NOL11 Il plasmide Double Nickase (h) consiste in una coppia di plasmidi ingegnerizzati per l'editing ad alta specificità del locus NOL11 nelle linee cellulari human. Ciascun plasmide esprime una nickasi Cas9 D10A e un sgRNA distinto che prende di mira filamenti di DNA opposti all'interno di NOL11. Quando indirizzate verso siti adiacenti su filamenti di DNA opposti, le due nickasi generano tagli a filamento singolo sfalsati che insieme producono una rottura a doppio filamento sfalsata, richiedendo un'attività coordinata sul bersaglio da entrambe le guide. La rottura del DNA risultante viene risolta da vie di riparazione cellulare endogene, più comunemente attraverso la giunzione non omologa delle estremità (NHEJ), portando a inserzioni o delezioni che interrompono la funzione di NOL11. Richiedendo il coinvolgimento di due sgRNA nel locus bersaglio, l'approccio a doppia nickasi migliora la specificità dell'editing e fornisce una strategia CRISPR complementare per applicazioni in cui è desiderato un controllo aggiuntivo sulla precisione del targeting.
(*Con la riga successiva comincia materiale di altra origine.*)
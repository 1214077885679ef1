// Copyright (C) 2026 Fred Clausen
// Use of this source code is governed by an MIT-style
// license that can be found in the LICENSE file or at
// https://opensource.org/licenses/MIT.

mod auth_tests;
mod handler_tests;
mod helpers;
Per supportare l'identificazione efficiente delle cellule modificate, un plasmide codifica la GFP per la visualizzazione fluorescente delle popolazioni trasfettate, mentre il plasmide di accompagnamento porta un gene di resistenza alla puromicina per la selezione antibiotica. Insieme, queste caratteristiche supportano l'arricchimento efficiente delle popolazioni co-trasfettate e semplificano la convalida dei cloni con NOL11 interrotto.
Solo per uso di ricerca. Non destinato a uso diagnostico o terapeutico.